**EXERCISE AIM:** Each record beneath this sentence is to be transcribed exactly as it reads.

**DATA TO USE:**
──────────

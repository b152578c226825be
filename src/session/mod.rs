//! Diagnosis sessions.
//!
//! A session wraps the matching engine in an explicit state machine for one patient
//! interaction:
//!
//! ```text
//!            toggle (non-empty)            analyze              save (ok)
//!   Idle  ───────────────────────▶ SymptomsSelected ─────────▶ Analyzed ─────────▶ Saved
//!     ▲  ◀─────────────────────────       ▲   │                   │
//!     │      toggle (empty)               │   └── toggle ─────────┘ (result discarded)
//!     └──────────── clear ────────────────┘
//! ```
//!
//! - `analyze` from `Idle` fails with an empty-selection error
//! - `save` without a result fails; a failed save leaves the session `Analyzed`
//! - only one save may be outstanding at a time
//! - `Saved` is terminal; `close` consumes the session from any state
//!
//! ## Example
//!
//! ```rust,no_run
//! use symptom_dx::{DiagnosisSession, DiseaseCatalog, PatientId};
//! use symptom_dx::persist::MemorySink;
//!
//! # async fn demo() -> Result<(), Box<dyn std::error::Error>> {
//! let catalog = DiseaseCatalog::load_embedded()?;
//! let mut session = DiagnosisSession::new(PatientId(42), &catalog);
//!
//! session.toggle_symptom("fever")?;
//! session.toggle_symptom("cough")?;
//! println!("Suggested: {}", session.analyze()?.name());
//!
//! let sink = MemorySink::new();
//! session.save(&sink).await?;
//! # Ok(())
//! # }
//! ```

pub mod machine;

pub use machine::{DiagnosisSession, SessionError, SessionState};
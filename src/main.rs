use clap::Parser;
use tracing_subscriber::EnvFilter;

mod catalog;
mod cli;
mod core;
mod matching;
mod persist;
mod session;
mod utils;
mod web;

fn main() -> anyhow::Result<()> {
    let cli = cli::Cli::parse();

    // Initialize logging based on verbosity flag
    let filter = if cli.verbose {
        EnvFilter::new("symptom_dx=debug,info")
    } else {
        EnvFilter::new("symptom_dx=warn")
    };

    tracing_subscriber::fmt()
        .with_env_filter(filter)
        .with_target(false)
        .without_time()
        .init();

    match cli.command {
        cli::Commands::Diagnose(args) => {
            cli::diagnose::run(args, cli.format, cli.verbose)?;
        }
        cli::Commands::Symptoms(args) => {
            cli::catalog::run_symptoms(args, cli.format)?;
        }
        cli::Commands::Catalog(args) => {
            cli::catalog::run(args, cli.format, cli.verbose)?;
        }
        cli::Commands::Serve(args) => {
            web::server::run(args)?;
        }
    }

    Ok(())
}
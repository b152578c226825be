use serde::{Deserialize, Serialize};

/// Identifier of an observable sign, drawn from the catalog vocabulary.
///
/// Comparison is exact string equality: no case folding, trimming, or accent
/// normalization is applied.
#[derive(Debug, Clone, PartialEq, Eq, Hash, PartialOrd, Ord, Serialize, Deserialize)]
#[serde(transparent)]
pub struct Symptom(pub String);

impl Symptom {
    pub fn new(s: impl Into<String>) -> Self {
        Self(s.into())
    }

    #[must_use]
    pub fn as_str(&self) -> &str {
        &self.0
    }
}

impl std::fmt::Display for Symptom {
    fn fmt(&self, f: &mut std::fmt::Formatter<'_>) -> std::fmt::Result {
        f.pad(&self.0)
    }
}

impl From<&str> for Symptom {
    fn from(s: &str) -> Self {
        Self::new(s)
    }
}

impl From<String> for Symptom {
    fn from(s: String) -> Self {
        Self(s)
    }
}

impl AsRef<str> for Symptom {
    fn as_ref(&self) -> &str {
        &self.0
    }
}

/// Identifier of the patient a diagnosis is recorded for
#[derive(Debug, Clone, Copy, PartialEq, Eq, Hash, Serialize, Deserialize)]
#[serde(transparent)]
pub struct PatientId(pub u64);

impl std::fmt::Display for PatientId {
    fn fmt(&self, f: &mut std::fmt::Formatter<'_>) -> std::fmt::Result {
        write!(f, "{}", self.0)
    }
}

/// Whether a suggestion came from the catalog or is the fallback
#[derive(Debug, Clone, Copy, PartialEq, Eq, Serialize, Deserialize)]
#[serde(rename_all = "snake_case")]
pub enum MatchKind {
    /// A catalog disease shares at least one symptom with the selection
    Matched,
    /// No catalog disease overlaps the selection
    Unknown,
}

impl std::fmt::Display for MatchKind {
    fn fmt(&self, f: &mut std::fmt::Formatter<'_>) -> std::fmt::Result {
        match self {
            Self::Matched => write!(f, "matched"),
            Self::Unknown => write!(f, "unknown"),
        }
    }
}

──────────

**WRITTEN ANSWER:**
repository b152578c226825be
filename src/session/mod.rs
//! Diagnosis sessions.
//!
//! A session wraps the matching engine in an explicit state machine for one patient
//! interaction:
//!
//! ```text
//!            toggle (non-empty)            analyze              save (ok)
//!   Idle  ───────────────────────▶ SymptomsSelected ─────────▶ Analyzed ─────────▶ Saved
//!     ▲  ◀─────────────────────────       ▲   │                   │
//!     │      toggle (empty)               │   └── toggle ─────────┘ (result discarded)
//!     └──────────── clear ────────────────┘
//! ```
//!
//! - `analyze` from `Idle` fails with an empty-selection error
//! - `save` without a result fails; a failed save leaves the session `Analyzed`
//! - only one save may be outstanding at a time
//! - `Saved` is terminal; `close` consumes the session from any state
//!
//! ## Example
//!
//! ```rust,no_run
//! use symptom_dx::{DiagnosisSession, DiseaseCatalog, PatientId};
//! use symptom_dx::persist::MemorySink;
//!
//! # async fn demo() -> Result<(), Box<dyn std::error::Error>> {
//! let catalog = DiseaseCatalog::load_embedded()?;
//! let mut session = DiagnosisSession::new(PatientId(42), &catalog);
//!
//! session.toggle_symptom("fever")?;
//! session.toggle_symptom("cough")?;
//! println!("Suggested: {}", session.analyze()?.name());
//!
//! let sink = MemorySink::new();
//! session.save(&sink).await?;
//! # Ok(())
//! # }
//! ```

pub mod machine;

pub use machine::{DiagnosisSession, SessionError, SessionState};
filename src/main.rs
use clap::Parser;
use tracing_subscriber::EnvFilter;

mod catalog;
mod cli;
mod core;
mod matching;
mod persist;
mod session;
mod utils;
mod web;

fn main() -> anyhow::Result<()> {
    let cli = cli::Cli::parse();

    // Initialize logging based on verbosity flag
    let filter = if cli.verbose {
        EnvFilter::new("symptom_dx=debug,info")
    } else {
        EnvFilter::new("symptom_dx=warn")
    };

    tracing_subscriber::fmt()
        .with_env_filter(filter)
        .with_target(false)
        .without_time()
        .init();

    match cli.command {
        cli::Commands::Diagnose(args) => {
            cli::diagnose::run(args, cli.format, cli.verbose)?;
        }
        cli::Commands::Symptoms(args) => {
            cli::catalog::run_symptoms(args, cli.format)?;
        }
        cli::Commands::Catalog(args) => {
            cli::catalog::run(args, cli.format, cli.verbose)?;
        }
        cli::Commands::Serve(args) => {
            web::server::run(args)?;
        }
    }

    Ok(())
}
repository b152578c226825be
use serde::{Deserialize, Serialize};

/// Identifier of an observable sign, drawn from the catalog vocabulary.
///
/// Comparison is exact string equality: no case folding, trimming, or accent
/// normalization is applied.
#[derive(Debug, Clone, PartialEq, Eq, Hash, PartialOrd, Ord, Serialize, Deserialize)]
#[serde(transparent)]
pub struct Symptom(pub String);

impl Symptom {
    pub fn new(s: impl Into<String>) -> Self {
        Self(s.into())
    }

    #[must_use]
    pub fn as_str(&self) -> &str {
        &self.0
    }
}

impl std::fmt::Display for Symptom {
    fn fmt(&self, f: &mut std::fmt::Formatter<'_>) -> std::fmt::Result {
        f.pad(&self.0)
    }
}

impl From<&str> for Symptom {
    fn from(s: &str) -> Self {
        Self::new(s)
    }
}

impl From<String> for Symptom {
    fn from(s: String) -> Self {
        Self(s)
    }
}

impl AsRef<str> for Symptom {
    fn as_ref(&self) -> &str {
        &self.0
    }
}

/// Identifier of the patient a diagnosis is recorded for
#[derive(Debug, Clone, Copy, PartialEq, Eq, Hash, Serialize, Deserialize)]
#[serde(transparent)]
pub struct PatientId(pub u64);

impl std::fmt::Display for PatientId {
    fn fmt(&self, f: &mut std::fmt::Formatter<'_>) -> std::fmt::Result {
        write!(f, "{}", self.0)
    }
}

/// Whether a suggestion came from the catalog or is the fallback
#[derive(Debug, Clone, Copy, PartialEq, Eq, Serialize, Deserialize)]
#[serde(rename_all = "snake_case")]
pub enum MatchKind {
    /// A catalog disease shares at least one symptom with the selection
    Matched,
    /// No catalog disease overlaps the selection
    Unknown,
}

impl std::fmt::Display for MatchKind {
    fn fmt(&self, f: &mut std::fmt::Formatter<'_>) -> std::fmt::Result {
        match self {
            Self::Matched => write!(f, "matched"),
            Self::Unknown => write!(f, "unknown"),
        }
    }
}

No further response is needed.